I write this - if a dead man can be said to write anything - because Jonah is the only thread left tying me to the world, and I have watched, in whatever strange half-presence remains to the wronged dead, what became of him.
He was never the same. He stopped eating at his father's table. He stood at my grave every evening for a month, sometimes simply staring, sometimes digging his fingers into the loose soil at the edge as though some part of him still believed he could undo it, could reach me in time, could keep the promise he had made by the canal.
No one believed him. That was the cruelest mechanism of it all - not the poison, not the haste, but the disbelief that followed. When Jonah tried to tell people what he'd heard, what he feared, the village had already decided on its story: a grieving boy, unwell with sorrow, inventing conspiracies to explain an ordinary death. Cordelia wept beautifully at the memorial. Victor donated generously to the temple in my name. My uncle Reginald, free of his debt at last, told anyone who would listen how tragic it was, how sudden, how very sad that I had gone before my time.
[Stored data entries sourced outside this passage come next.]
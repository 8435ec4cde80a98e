pub mod errors;
pub mod host;
pub mod logging;
pub mod models;
pub mod services;

use chrono::{DateTime, NaiveDate, Utc};
use rust_decimal::Decimal;
use std::time::Duration;
use tracing::{debug, info};
use uuid::Uuid;

use errors::CoreError;
use host::clock::{Clock, SystemClock};
use host::noop::{NoInput, NoopHost, NoopRenderer};
use host::traits::{Feedback, Host, InputSource, Prompt, Renderer, Response};
use models::{
    aggregates::Aggregates,
    display::Quantity,
    entry::{EntryKind, LedgerEntry},
    goal::{Goal, GoalSet},
    ledger::Ledger,
    payload::{OperationRecord, SessionSnapshot},
    period::PeriodSelector,
    settings::Settings,
    view::ViewModel,
};
use services::{
    animation_service::ValueAnimator, goal_service::GoalService,
    ledger_service::LedgerService, view_service::ViewService,
};

/// External collaborators a session talks to.
///
/// `Default` gives a detached session: no host, no input, no renderer,
/// wall-clock time.
pub struct Capabilities {
    pub host: Box<dyn Host>,
    pub input: Box<dyn InputSource>,
    pub renderer: Box<dyn Renderer>,
    pub clock: Box<dyn Clock>,
}

impl Default for Capabilities {
    fn default() -> Self {
        Self {
            host: Box::new(NoopHost),
            input: Box::new(NoInput),
            renderer: Box::new(NoopRenderer),
            clock: Box::new(SystemClock),
        }
    }
}

/// Main entry point of the finance widget engine.
/// Owns the ledger, the goals, the displayed figures and the capabilities,
/// and recomputes everything after each mutation.
#[must_use]
pub struct Session {
    ledger: Ledger,
    goals: GoalSet,
    period: PeriodSelector,
    settings: Settings,
    animator: ValueAnimator,
    ledger_service: LedgerService,
    goal_service: GoalService,
    view_service: ViewService,
    host: Box<dyn Host>,
    input: Box<dyn InputSource>,
    renderer: Box<dyn Renderer>,
    clock: Box<dyn Clock>,
    /// Tracks whether any mutation has occurred since the last submit.
    dirty: bool,
    action_visible: bool,
}

impl std::fmt::Debug for Session {
    fn fmt(&self, f: &mut std::fmt::Formatter<'_>) -> std::fmt::Result {
        f.debug_struct("Session")
            .field("entries", &self.ledger.len())
            .field("goals", &self.goals.len())
            .field("period", &self.period)
            .field("animating", &self.animator.is_animating())
            .field("dirty", &self.dirty)
            .finish()
    }
}

impl Session {
    /// Create a detached session with default settings.
    pub fn create_new() -> Self {
        Self::build(Settings::default(), Capabilities::default())
    }

    /// Create a session with validated settings and the given capabilities.
    pub fn new(settings: Settings, capabilities: Capabilities) -> Result<Self, CoreError> {
        settings.validate()?;
        Ok(Self::build(settings, capabilities))
    }

    // ── Ledger ──────────────────────────────────────────────────────

    /// Record an income or expense entry.
    pub fn add_entry(
        &mut self,
        kind: EntryKind,
        amount: Decimal,
        date: NaiveDate,
    ) -> Result<Uuid, CoreError> {
        let id = self
            .ledger_service
            .add_entry(&mut self.ledger, kind, amount, date)?;
        self.on_mutation(Feedback::Medium);
        Ok(id)
    }

    /// Ask the input capability for an amount and record it dated today.
    pub fn add_operation(&mut self, kind: EntryKind) -> Result<Response<Uuid>, CoreError> {
        let prompt = match kind {
            EntryKind::Income => Prompt::IncomeAmount,
            EntryKind::Expense => Prompt::ExpenseAmount,
        };
        let Response::Value(amount) = self.input.request_amount(prompt) else {
            return Ok(Response::Cancelled);
        };
        let today = self.clock.today();
        self.add_entry(kind, amount, today).map(Response::Value)
    }

    /// All entries in insertion order.
    #[must_use]
    pub fn entries(&self) -> &[LedgerEntry] {
        self.ledger.entries()
    }

    /// Totals for the active period, evaluated now.
    #[must_use]
    pub fn aggregates(&self) -> Aggregates {
        self.aggregates_at(self.clock.now())
    }

    #[must_use]
    pub fn aggregates_at(&self, now: DateTime<Utc>) -> Aggregates {
        self.ledger_service
            .aggregates(&self.ledger, self.period, now)
    }

    // ── Goals ───────────────────────────────────────────────────────

    pub fn create_goal(&mut self, name: &str, target: Decimal) -> Result<Uuid, CoreError> {
        let id = self
            .goal_service
            .create_goal(&mut self.goals, name, target)?;
        self.on_mutation(Feedback::Light);
        Ok(id)
    }

    /// Add to a goal's saved amount. Returns the updated goal.
    pub fn contribute(&mut self, id: Uuid, amount: Decimal) -> Result<Goal, CoreError> {
        let goal = self
            .goal_service
            .contribute(&mut self.goals, id, amount)?;
        self.on_mutation(Feedback::Light);
        self.renderer.pulse_goals(self.settings.pulse_duration());
        Ok(goal)
    }

    /// Prompt for a name and a target, then create the goal.
    pub fn add_goal(&mut self) -> Result<Response<Uuid>, CoreError> {
        let Response::Value(name) = self.input.request_text(Prompt::GoalName) else {
            return Ok(Response::Cancelled);
        };
        let Response::Value(target) = self.input.request_amount(Prompt::GoalTarget) else {
            return Ok(Response::Cancelled);
        };
        self.create_goal(&name, target).map(Response::Value)
    }

    /// Prompt for an amount and add it to the goal.
    pub fn add_to_goal(&mut self, id: Uuid) -> Result<Response<Goal>, CoreError> {
        if self.goal_service.get(&self.goals, id).is_none() {
            return Err(CoreError::GoalNotFound(id.to_string()));
        }
        let Response::Value(amount) = self.input.request_amount(Prompt::Contribution) else {
            return Ok(Response::Cancelled);
        };
        self.contribute(id, amount).map(Response::Value)
    }

    /// Delete a goal after the user confirms. Returns the removed goal,
    /// or `Cancelled` when the user declines.
    pub fn remove_goal(&mut self, id: Uuid) -> Result<Response<Goal>, CoreError> {
        let name = self
            .goal_service
            .get(&self.goals, id)
            .map(|g| g.name.clone())
            .ok_or_else(|| CoreError::GoalNotFound(id.to_string()))?;

        if !self.input.confirm(&format!("Delete goal \"{name}\"?")) {
            return Ok(Response::Cancelled);
        }

        let removed = self.goal_service.delete(&mut self.goals, id)?;
        self.on_mutation(Feedback::Warning);
        Ok(Response::Value(removed))
    }

    /// All goals in insertion order.
    #[must_use]
    pub fn goals(&self) -> &[Goal] {
        self.goal_service.list(&self.goals)
    }

    #[must_use]
    pub fn goal(&self, id: Uuid) -> Option<&Goal> {
        self.goal_service.get(&self.goals, id)
    }

    // ── Period ──────────────────────────────────────────────────────

    /// Switch the active period and recompute.
    pub fn set_period(&mut self, period: PeriodSelector) {
        debug!(%period, "period selected");
        self.period = period;
        self.recompute();
    }

    #[must_use]
    pub fn period(&self) -> PeriodSelector {
        self.period
    }

    // ── Recompute & Animation ───────────────────────────────────────

    /// Recompute all figures at the clock's current instant.
    pub fn recompute(&mut self) {
        let now = self.clock.now();
        self.recompute_at(now);
    }

    /// Recompute aggregates at `now`, retarget the displayed figures and
    /// render. Running transitions continue from their on-screen value.
    pub fn recompute_at(&mut self, now: DateTime<Utc>) {
        let totals = self.aggregates_at(now);
        for (quantity, value) in [
            (Quantity::Income, totals.income_total),
            (Quantity::Expense, totals.expense_total),
            (Quantity::Balance, totals.balance),
            (Quantity::Total, totals.all_time_total),
        ] {
            self.animator.retarget(quantity, value);
        }
        self.render();
    }

    /// Host frame callback. `now` is the host's monotonic frame timestamp.
    /// Returns `true` while more frames are needed.
    pub fn tick(&mut self, now: Duration) -> bool {
        if !self.animator.tick(now).is_empty() {
            self.render();
        }
        self.animator.is_animating()
    }

    /// Value currently on screen for `quantity`.
    #[must_use]
    pub fn displayed(&self, quantity: Quantity) -> Decimal {
        self.animator.displayed(quantity)
    }

    #[must_use]
    pub fn is_animating(&self) -> bool {
        self.animator.is_animating()
    }

    /// Current view-model, as last handed to the renderer.
    #[must_use]
    pub fn view(&self) -> ViewModel {
        self.view_service.build(
            &self.settings,
            &self.animator,
            self.goal_service.list(&self.goals),
            self.period,
            self.action_visible,
        )
    }

    // ── Host Hand-off ───────────────────────────────────────────────

    /// The state that `submit` hands to the host.
    #[must_use]
    pub fn snapshot(&self) -> SessionSnapshot {
        SessionSnapshot {
            operations: self.ledger.entries().iter().map(OperationRecord::from).collect(),
            goals: self.goal_service.list(&self.goals).to_vec(),
        }
    }

    /// Send the snapshot to the host and hide the confirm action.
    /// Later mutations start a fresh dirty session.
    pub fn submit(&mut self) -> Result<(), CoreError> {
        let payload = self.snapshot().to_json()?;
        info!(
            operations = self.ledger.len(),
            goals = self.goals.len(),
            "submitting session to host"
        );
        self.host.submit(&payload);
        self.host.hide_action();
        self.action_visible = false;
        self.dirty = false;
        self.host.notify(Feedback::Success);
        self.render();
        Ok(())
    }

    /// Handler for the host's confirm action.
    pub fn action_invoked(&mut self) -> Result<(), CoreError> {
        self.submit()
    }

    /// Returns `true` if anything changed since creation or the last submit.
    #[must_use]
    pub fn has_unsaved_changes(&self) -> bool {
        self.dirty
    }

    #[must_use]
    pub fn is_action_visible(&self) -> bool {
        self.action_visible
    }

    #[must_use]
    pub fn settings(&self) -> &Settings {
        &self.settings
    }

    // ── Internal ────────────────────────────────────────────────────

    fn on_mutation(&mut self, feedback: Feedback) {
        self.dirty = true;
        if !self.action_visible {
            self.host.present_action(&self.settings.action_label);
            self.action_visible = true;
        }
        self.recompute();
        self.host.notify(feedback);
    }

    fn render(&mut self) {
        let view = self.view();
        self.renderer.render(&view);
    }

    fn build(settings: Settings, capabilities: Capabilities) -> Self {
        let Capabilities {
            host,
            input,
            renderer,
            clock,
        } = capabilities;

        let mut session = Self {
            ledger: Ledger::new(),
            goals: GoalSet::new(),
            period: settings.default_period,
            animator: ValueAnimator::new(settings.animation_duration()),
            settings,
            ledger_service: LedgerService::new(),
            goal_service: GoalService::new(),
            view_service: ViewService::new(),
            host,
            input,
            renderer,
            clock,
            dirty: false,
            action_visible: false,
        };
        session.recompute();
        session
    }
}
Nine people, I had told Jonah. Nine people bound by money, by black-market poisons, by silence bought and silence kept. He could never name them all, could never prove a single one. There were no marks on me. There was no evidence - only a boy's grief, which the world has always been very good at mistaking for madness.
He searched, for a while. He went to the eastern quarter asking after the woman who sold the herbs. He found a shuttered door, a neighbor who shrugged, a trail that simply ended, the way these things are arranged to end when enough money moves through enough hands.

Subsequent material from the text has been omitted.